Но если бы у него была частная собственность, ответственность, забота - он бы меньше на "доброго царя" обращал внимания. А так, что ему делать? Только на царя надеяться. Это страшное дело — безответственность, невзрослость. И  поэтому сплошные ошибки. Взрослых людей в России очень мало. Но женщин больше. У одного человека родился ребенок, и он звонит мудрецу: "Приезжай, подскажи, что из него получится, когда вырастет". Мудрец говорит: "Я тебе по телефону отвечу. Если родилась девочка, то получится женщина, а если мальчик, то, может быть, мужчина". Женщина стоит на своих ногах, ее трудно сбить. А вот мужику сложнее. Невзрослость — отсюда и вера в царя и т. д. 
Насколько тяжело было получить официальный статус в Украине?
ВИ: По времени я, если честно, не ощутил. Вся тяжесть легла на Ольгу. Ну я ж не виноват, что мне везет. 

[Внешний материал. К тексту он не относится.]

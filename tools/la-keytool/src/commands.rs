//! Command implementations.

use anyhow::{Context, Result};
use la_01_address_codec::Address;
use la_02_signer::{hash_message, recover_address, CompactSignature};
use la_04_account::Account;
use la_05_predicate::PredicateAccount;
use serde::Serialize;
use std::fmt;
use tracing::debug;

/// Both textual forms of an address.
#[derive(Debug, Clone, PartialEq, Eq, Serialize)]
pub struct AddressReport {
    pub hex: String,
    pub bech32: String,
}

impl From<Address> for AddressReport {
    fn from(address: Address) -> Self {
        Self {
            hex: address.to_hex_string(),
            bech32: address.to_checksummed_string(),
        }
    }
}

impl fmt::Display for AddressReport {
    fn fmt(&self, f: &mut fmt::Formatter<'_>) -> fmt::Result {
        writeln!(f, "address (hex):    {}", self.hex)?;
        write!(f, "address (bech32): {}", self.bech32)
    }
}

/// A freshly generated key.
#[derive(Debug, Clone, Serialize)]
pub struct KeyReport {
    pub private_key: String,
    pub public_key: String,
    #[serde(flatten)]
    pub address: AddressReport,
}

impl fmt::Display for KeyReport {
    fn fmt(&self, f: &mut fmt::Formatter<'_>) -> fmt::Result {
        writeln!(f, "private key:      {}", self.private_key)?;
        writeln!(f, "public key:       {}", self.public_key)?;
        write!(f, "{}", self.address)
    }
}

/// A signature and who made it.
#[derive(Debug, Clone, Serialize)]
pub struct SignatureReport {
    pub message_hash: String,
    pub signature: String,
    #[serde(flatten)]
    pub signer: AddressReport,
}

impl fmt::Display for SignatureReport {
    fn fmt(&self, f: &mut fmt::Formatter<'_>) -> fmt::Result {
        writeln!(f, "message hash:     {}", self.message_hash)?;
        writeln!(f, "signature:        {}", self.signature)?;
        write!(f, "{}", self.signer)
    }
}

/// New random key.
pub fn generate() -> Result<KeyReport> {
    let account = Account::generate();
    debug!(address = %account.address(), "Generated key");
    Ok(KeyReport {
        private_key: String::clone(&*account.private_key()?),
        public_key: account.public_key()?.to_hex(),
        address: account.address().into(),
    })
}

/// Re-encode an address given in either form.
pub fn convert(address: &str) -> Result<AddressReport> {
    let address = Address::from_ambiguous_string(address.trim())
        .with_context(|| format!("cannot parse address `{address}`"))?;
    Ok(address.into())
}

/// Address of an uncompressed public key.
pub fn from_public_key(public_key: &str) -> Result<AddressReport> {
    let address =
        Address::from_public_key_hex(public_key.trim()).context("cannot derive address")?;
    Ok(address.into())
}

/// Sign `message` with `key`.
pub fn sign(key: &str, message: &str) -> Result<SignatureReport> {
    let account = Account::from_private_key(key.trim()).context("invalid private key")?;
    let signature = account.sign_message(message)?;
    Ok(SignatureReport {
        message_hash: format!("0x{}", hex::encode(hash_message(message))),
        signature: signature.to_hex(),
        signer: account.address().into(),
    })
}

/// Recover the signer of `message`.
pub fn recover(message: &str, signature: &str) -> Result<SignatureReport> {
    let parsed = CompactSignature::from_hex(signature.trim()).context("invalid signature")?;
    let digest = hash_message(message);
    let signer = recover_address(&digest, &parsed).context("signature does not recover")?;
    debug!(%signer, "Recovered signer");
    Ok(SignatureReport {
        message_hash: format!("0x{}", hex::encode(digest)),
        signature: parsed.to_hex(),
        signer: signer.into(),
    })
}

/// Address of predicate bytecode.
pub fn predicate(bytecode: &str) -> Result<AddressReport> {
    let predicate = PredicateAccount::from_hex(bytecode.trim(), None)?;
    debug!(
        bytes = predicate.bytecode().len(),
        address = %predicate.address(),
        "Derived predicate address"
    );
    Ok(predicate.address().into())
}
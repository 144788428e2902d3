//! # Inbound Port - ResourceSelectionApi
//!
//! Driving port used by accounts to fund transfers and report balances.

use crate::domain::entities::{AssetBalance, Coin, SpendQuery};
use crate::domain::errors::SelectionError;
use async_trait::async_trait;
use la_01_address_codec::Address;
use shared_types::UtxoId;

/// Primary API for the Resource Selection subsystem.
///
/// # Example
///
/// ```rust,ignore
/// use la_03_resource_selection::{ResourceSelectionApi, SpendQuery};
///
/// async fn fund(selector: &impl ResourceSelectionApi, owner: &Address) {
///     let queries = [SpendQuery::new(BASE_ASSET_ID, 32u64).with_max(42u64)];
///     let coins = selector.select_resources(owner, &queries, &[]).await?;
/// }
/// ```
#[async_trait]
pub trait ResourceSelectionApi: Send + Sync {
    /// Selects coins owned by `owner` covering every query.
    ///
    /// Assets are processed in ascending id order and the result keeps that
    /// order; within one asset, coins appear in selection order.
    ///
    /// # Errors
    /// - `DuplicateAsset`: an asset appears in two queries
    /// - `InvalidQuery`: a ceiling is below its minimum
    /// - `InsufficientFunds`: an asset cannot be covered
    /// - `TooManyInputs`: the union exceeds the configured input limit
    /// - `Provider`: the coin source failed
    async fn select_resources(
        &self,
        owner: &Address,
        queries: &[SpendQuery],
        excluded: &[UtxoId],
    ) -> Result<Vec<Coin>, SelectionError>;

    /// Totals of every asset `owner` holds, ascending by asset id.
    async fn get_balances(&self, owner: &Address) -> Result<Vec<AssetBalance>, SelectionError>;
}
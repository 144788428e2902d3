//! # Balance Aggregation
//!
//! Per-asset totals, ascending by asset id. Assets whose total is zero do
//! not appear.

use super::entities::{AssetBalance, Coin};
use shared_types::{AssetId, U256};
use std::collections::BTreeMap;

/// Sum coin amounts per asset.
pub fn aggregate_balances<'a>(coins: impl IntoIterator<Item = &'a Coin>) -> Vec<AssetBalance> {
    collect_totals(coins.into_iter().map(|coin| (coin.asset_id, coin.amount)))
}

/// Bring externally reported balances to the same shape as
/// [`aggregate_balances`]: duplicates merged, zeros dropped, sorted.
pub fn normalize_balances(balances: impl IntoIterator<Item = AssetBalance>) -> Vec<AssetBalance> {
    collect_totals(balances.into_iter().map(|b| (b.asset_id, b.amount)))
}

fn collect_totals(entries: impl Iterator<Item = (AssetId, U256)>) -> Vec<AssetBalance> {
    let mut totals: BTreeMap<AssetId, U256> = BTreeMap::new();
    for (asset_id, amount) in entries {
        let total = totals.entry(asset_id).or_insert_with(U256::zero);
        *total = total.saturating_add(amount);
    }
    totals
        .into_iter()
        .filter(|(_, amount)| !amount.is_zero())
        .map(|(asset_id, amount)| AssetBalance { asset_id, amount })
        .collect()
}
//! Account error types.

use la_01_address_codec::Address;
use la_02_signer::SignerError;
use la_03_resource_selection::{ProviderError, SelectionError};
use shared_crypto::CryptoError;
use thiserror::Error;

/// Errors that can occur in account operations.
#[derive(Debug, Clone, Error, PartialEq, Eq)]
pub enum AccountError {
    /// Private key is malformed hex or an out-of-range scalar
    #[error("Invalid private key: {0}")]
    InvalidKey(CryptoError),

    /// Operation needs a signing key but the account is locked
    #[error("Account is locked: no signing key")]
    NoSigningKey,

    /// Operation needs a provider but none is bound
    #[error("No provider configured")]
    NoProviderConfigured,

    /// Key does not control the account's address
    #[error("Key mismatch: account is {expected}, key controls {actual}")]
    KeyMismatch { expected: Address, actual: Address },

    /// Transfer amount must be positive
    #[error("Transfer amount must be greater than zero")]
    InvalidAmount,

    #[error(transparent)]
    Selection(#[from] SelectionError),

    #[error(transparent)]
    Provider(#[from] ProviderError),

    #[error(transparent)]
    Signer(SignerError),
}

impl From<SignerError> for AccountError {
    fn from(error: SignerError) -> Self {
        match error {
            SignerError::InvalidKey(e) => Self::InvalidKey(e),
            other => Self::Signer(other),
        }
    }
}
//! Selection error types.

use crate::ports::outbound::ProviderError;
use shared_types::{AssetId, U256};
use thiserror::Error;

/// Errors that can occur during coin selection.
#[derive(Debug, Clone, Error, PartialEq, Eq)]
pub enum SelectionError {
    /// Owned coins of this asset do not reach the requested minimum
    #[error("Insufficient funds for asset {asset}: required {required}, available {available}")]
    InsufficientFunds {
        asset: AssetId,
        required: U256,
        available: U256,
    },

    /// Query is internally inconsistent
    #[error("Invalid query for asset {asset}: {reason}")]
    InvalidQuery { asset: AssetId, reason: String },

    /// The same asset was requested twice in one call
    #[error("Asset {0} requested more than once")]
    DuplicateAsset(AssetId),

    /// Selection needs more inputs than a transaction may carry
    #[error("Selection needs {selected} inputs, limit is {limit}")]
    TooManyInputs { selected: usize, limit: usize },

    /// Selector configuration rejected
    #[error("Invalid selector config: {0}")]
    InvalidConfig(String),

    /// Coin-listing collaborator failed
    #[error(transparent)]
    Provider(#[from] ProviderError),
}
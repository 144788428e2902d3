//! # Ports Layer
//!
//! Ledger collaborators an account depends on.

pub mod outbound;
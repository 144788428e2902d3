//! # Signer
//!
//! A secp256k1 keypair bound to the address it controls.

use crate::domain::errors::SignerError;
use crate::domain::message::hash_message;
use crate::domain::recovery::recover_address;
use crate::domain::signature::CompactSignature;
use la_01_address_codec::Address;
use shared_crypto::ecdsa::CryptoRngCore;
use shared_crypto::{Secp256k1KeyPair, Secp256k1PublicKey, SecretKey};

/// Sign a digest with a secret key.
///
/// Deterministic: the same `(key, digest)` always yields the same signature.
pub fn sign(secret: &SecretKey, digest: &[u8; 32]) -> Result<CompactSignature, SignerError> {
    Signer::new(secret).sign(digest)
}

/// Keypair plus its derived address.
#[derive(Clone, Debug)]
pub struct Signer {
    keypair: Secp256k1KeyPair,
    address: Address,
}

impl Signer {
    /// Bind a signer to a secret key.
    pub fn new(secret: &SecretKey) -> Self {
        Self::from_keypair(Secp256k1KeyPair::from_secret(secret))
    }

    /// Parse a hex secret key (with or without `0x`).
    pub fn from_hex(text: &str) -> Result<Self, SignerError> {
        let secret = SecretKey::from_hex(text).map_err(SignerError::InvalidKey)?;
        Ok(Self::new(&secret))
    }

    /// Fresh random signer.
    pub fn generate() -> Self {
        Self::from_keypair(Secp256k1KeyPair::generate())
    }

    /// Fresh signer from a caller-supplied RNG.
    pub fn generate_with<R: CryptoRngCore>(rng: &mut R) -> Self {
        Self::from_keypair(Secp256k1KeyPair::generate_with(rng))
    }

    fn from_keypair(keypair: Secp256k1KeyPair) -> Self {
        let address = Address::from_secp256k1(&keypair.public_key());
        Self { keypair, address }
    }

    /// Address controlled by this key.
    pub fn address(&self) -> Address {
        self.address
    }

    /// Uncompressed public key.
    pub fn public_key(&self) -> Secp256k1PublicKey {
        self.keypair.public_key()
    }

    /// Copy of the secret scalar, wiped on drop.
    pub fn secret(&self) -> SecretKey {
        self.keypair.secret()
    }

    /// Sign a 32-byte digest.
    pub fn sign(&self, digest: &[u8; 32]) -> Result<CompactSignature, SignerError> {
        self.keypair
            .sign_prehash(digest)
            .map(CompactSignature::from)
            .map_err(|e| SignerError::SigningFailed(e.to_string()))
    }

    /// Hash `message` with the message domain tag and sign the digest.
    pub fn sign_message(&self, message: &str) -> Result<CompactSignature, SignerError> {
        self.sign(&hash_message(message))
    }

    /// Recover the signer of `digest`. See [`recover_address`].
    pub fn recover_address(
        digest: &[u8; 32],
        signature: &CompactSignature,
    ) -> Result<Address, SignerError> {
        recover_address(digest, signature)
    }
}
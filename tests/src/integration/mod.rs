//! # Integration Flows
//!
//! End-to-end scenarios across the codec, signer, selector, account and
//! predicate crates, run against [`crate::ledger::InMemoryLedger`].

pub mod address_flows;
pub mod predicate_flows;
pub mod wallet_flows;
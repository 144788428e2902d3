//! # Transfer Transactions
//!
//! An account describes a transfer as a [`TransferDraft`]. The transaction
//! collaborator turns it into a [`PreparedTransaction`], computing the
//! transaction id the ledger will check the witness against. The account
//! then attaches a [`Witness`] and submits.

use la_01_address_codec::Address;
use la_02_signer::CompactSignature;
use la_03_resource_selection::{Coin, SpendQuery};
use serde::{Deserialize, Serialize};
use shared_types::{AssetId, TxId, U256};

/// Fee settings for a transfer.
#[derive(Debug, Clone, Copy, Default, PartialEq, Eq, Serialize, Deserialize)]
pub struct TxParams {
    pub gas_price: u64,
    pub gas_limit: u64,
    /// Extra base asset gathered on top of the transferred amount to cover
    /// fees.
    #[serde(default)]
    pub fee_reserve: U256,
}

impl TxParams {
    pub fn with_gas_price(mut self, gas_price: u64) -> Self {
        self.gas_price = gas_price;
        self
    }

    pub fn with_gas_limit(mut self, gas_limit: u64) -> Self {
        self.gas_limit = gas_limit;
        self
    }

    pub fn with_fee_reserve(mut self, fee_reserve: impl Into<U256>) -> Self {
        self.fee_reserve = fee_reserve.into();
        self
    }
}

/// Queries that fund a transfer of `amount` of `asset_id`.
///
/// The fee reserve is added to the base asset requirement, merged into the
/// transferred asset's query when they are the same asset.
pub fn spend_queries(
    asset_id: AssetId,
    amount: U256,
    params: &TxParams,
    base_asset_id: AssetId,
) -> Vec<SpendQuery> {
    if asset_id == base_asset_id {
        return vec![SpendQuery::new(
            asset_id,
            amount.saturating_add(params.fee_reserve),
        )];
    }
    let mut queries = vec![SpendQuery::new(asset_id, amount)];
    if !params.fee_reserve.is_zero() {
        queries.push(SpendQuery::new(base_asset_id, params.fee_reserve));
    }
    queries
}

/// Unsigned description of a transfer.
#[derive(Debug, Clone, PartialEq, Eq, Serialize, Deserialize)]
pub struct TransferDraft {
    pub sender: Address,
    pub recipient: Address,
    pub asset_id: AssetId,
    pub amount: U256,
    /// Coins consumed; change goes back to `sender`.
    pub inputs: Vec<Coin>,
    pub params: TxParams,
}

/// A draft with the id the ledger assigned to it.
#[derive(Debug, Clone, PartialEq, Eq, Serialize, Deserialize)]
pub struct PreparedTransaction {
    pub id: TxId,
    pub draft: TransferDraft,
}

/// Bytecode and encoded arguments a predicate is evaluated with.
#[derive(Debug, Clone, PartialEq, Eq, Serialize, Deserialize)]
pub struct PredicateWitness {
    pub bytecode: Vec<u8>,
    pub input_data: Vec<u8>,
}

/// Proof of spending authority attached at submission.
#[derive(Debug, Clone, PartialEq, Eq, Serialize, Deserialize)]
pub enum Witness {
    /// Signature over the transaction id by the sender's key.
    Signature(CompactSignature),
    /// Predicate code whose root is the sender's address.
    Predicate(PredicateWitness),
}

/// Final result of an included transaction.
#[derive(Debug, Clone, PartialEq, Eq, Serialize, Deserialize)]
pub struct TransactionOutcome {
    pub tx_id: TxId,
    pub block_height: u64,
    pub gas_used: u64,
}
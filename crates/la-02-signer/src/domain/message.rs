//! # Message Digests
//!
//! `SHA-256(MESSAGE_DOMAIN_TAG || decimal(len(message)) || message)`
//!
//! The tag starts with `0x19`, which can never begin a serialized
//! transaction, so message digests and transaction ids live in disjoint
//! domains.

use shared_crypto::Sha256Hasher;

/// Prefix mixed into every message digest.
pub const MESSAGE_DOMAIN_TAG: &[u8] = b"\x19Fuel Signed Message:\n";

/// Digest of a UTF-8 message.
pub fn hash_message(message: &str) -> [u8; 32] {
    hash_message_bytes(message.as_bytes())
}

/// Digest of an arbitrary byte message.
pub fn hash_message_bytes(message: &[u8]) -> [u8; 32] {
    let mut hasher = Sha256Hasher::new();
    hasher
        .update(MESSAGE_DOMAIN_TAG)
        .update(message.len().to_string())
        .update(message);
    hasher.finalize()
}
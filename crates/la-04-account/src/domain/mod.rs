//! # Domain Layer

pub mod config;
pub mod errors;
pub mod transaction;
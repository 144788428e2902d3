//! # Resource Selection Service
//!
//! Binds the pure selection logic to a [`CoinSource`].

use crate::domain::balances::aggregate_balances;
use crate::domain::config::SelectorConfig;
use crate::domain::entities::{AssetBalance, Coin, SpendQuery};
use crate::domain::errors::SelectionError;
use crate::domain::selection::{select_coins, validate_queries};
use crate::ports::inbound::ResourceSelectionApi;
use crate::ports::outbound::CoinSource;
use async_trait::async_trait;
use la_01_address_codec::Address;
use shared_types::UtxoId;
use std::collections::HashSet;
use std::sync::Arc;
use tracing::{debug, instrument, warn};

/// Resource selector over a coin source.
///
/// `S` may be unsized, so an `Arc<dyn Provider>` held by an account can be
/// handed in directly.
pub struct ResourceSelector<S: CoinSource + ?Sized> {
    source: Arc<S>,
    config: SelectorConfig,
}

impl<S: CoinSource + ?Sized> ResourceSelector<S> {
    /// Selector with the default configuration.
    pub fn new(source: Arc<S>) -> Self {
        Self::with_config(source, SelectorConfig::default())
    }

    pub fn with_config(source: Arc<S>, config: SelectorConfig) -> Self {
        Self { source, config }
    }

    pub fn config(&self) -> &SelectorConfig {
        &self.config
    }

    /// See [`ResourceSelectionApi::select_resources`].
    #[instrument(skip_all, fields(owner = %owner, assets = queries.len()))]
    pub async fn select_resources(
        &self,
        owner: &Address,
        queries: &[SpendQuery],
        excluded: &[UtxoId],
    ) -> Result<Vec<Coin>, SelectionError> {
        validate_queries(queries)?;

        let mut ordered: Vec<&SpendQuery> = queries.iter().collect();
        ordered.sort_by_key(|query| query.asset_id);
        let excluded: HashSet<UtxoId> = excluded.iter().copied().collect();

        let mut selected = Vec::new();
        for query in ordered {
            let candidates = self.source.list_coins(owner, Some(query.asset_id)).await?;
            let candidate_count = candidates.len();
            let coins = select_coins(candidates, query, &excluded).inspect_err(|e| {
                debug!(asset = %query.asset_id, error = %e, "Selection failed");
            })?;
            debug!(
                asset = %query.asset_id,
                candidates = candidate_count,
                selected = coins.len(),
                "Selected coins"
            );
            selected.extend(coins);
        }

        if selected.len() > self.config.max_inputs {
            warn!(
                selected = selected.len(),
                limit = self.config.max_inputs,
                "Selection exceeds input limit"
            );
            return Err(SelectionError::TooManyInputs {
                selected: selected.len(),
                limit: self.config.max_inputs,
            });
        }
        Ok(selected)
    }

    /// See [`ResourceSelectionApi::get_balances`].
    #[instrument(skip_all, fields(owner = %owner))]
    pub async fn get_balances(&self, owner: &Address) -> Result<Vec<AssetBalance>, SelectionError> {
        let coins = self.source.list_coins(owner, None).await?;
        Ok(aggregate_balances(&coins))
    }
}

#[async_trait]
impl<S: CoinSource + ?Sized> ResourceSelectionApi for ResourceSelector<S> {
    async fn select_resources(
        &self,
        owner: &Address,
        queries: &[SpendQuery],
        excluded: &[UtxoId],
    ) -> Result<Vec<Coin>, SelectionError> {
        ResourceSelector::select_resources(self, owner, queries, excluded).await
    }

    async fn get_balances(&self, owner: &Address) -> Result<Vec<AssetBalance>, SelectionError> {
        ResourceSelector::get_balances(self, owner).await
    }
}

ОБ: Ничего тяжелого не было. Мы все делали по законам Украины. И получили статус. Ну правда, в миграционной службе сидит клерк и читает листок о всех его похождениях в России, наконец говорит: "Я буду анализировать". Что там анализировать? И так понятно, что там чисто политическая статья. Назад возврата нет. И вот вы приходите, отмечаетесь. Такая процедура, видимо, по закону. Ходили, отмечались. Ну, в общем-то, тяжело не было. 
ВИ: Это единственный чиновник. А так, все чиновники нормальные. 
Чем планируете заняться в Украине? Когда вас можно будет увидеть на одной из площадей с плакатом? Потому что, я так понимаю, дух бунтарства остается, несмотря ни на что. 
ВИ: Я здесь гость. Против России я бы с радостью стоял у российского посольства. Есть вещи, которые я бы мог зачитать. Был такой Зелимхан Яндарбиев, которого Путин взорвал в Эмиратах. Он написал такие стихи о России: 
"Рабой, бичём, нечистой силой, 
ордой разноязыких масс, 
простерлась ты над полумиром, 
и третьим Римом назвалась". 
Или с плакатом, что Россия поскользнулась на дерьме в виде Путина. А с Украиной... Ну тут сложно, конечно. Я занимаюсь некоторыми делами, если они попадаются.
Хочется услышать ответ на вопрос: в чем разница между современной Россией и современной Украиной?
ВИ: Люди.
Но ведь славяне же?
ВИ: Разница в том, что Андрей Боголюбский в свое время увел свою челядь в леса прятаться. Здесь все открыто: здесь были чехи, венгры, поляки. И когда люди были недовольны, призывали на помощь. А этот человек взял своих и увел в леса прятаться. А потом пришли монголы. Это просто варвары. Если считать, что человек находится между Богом и животными, то в Россию пришли люди, которые находятся ближе к животному миру.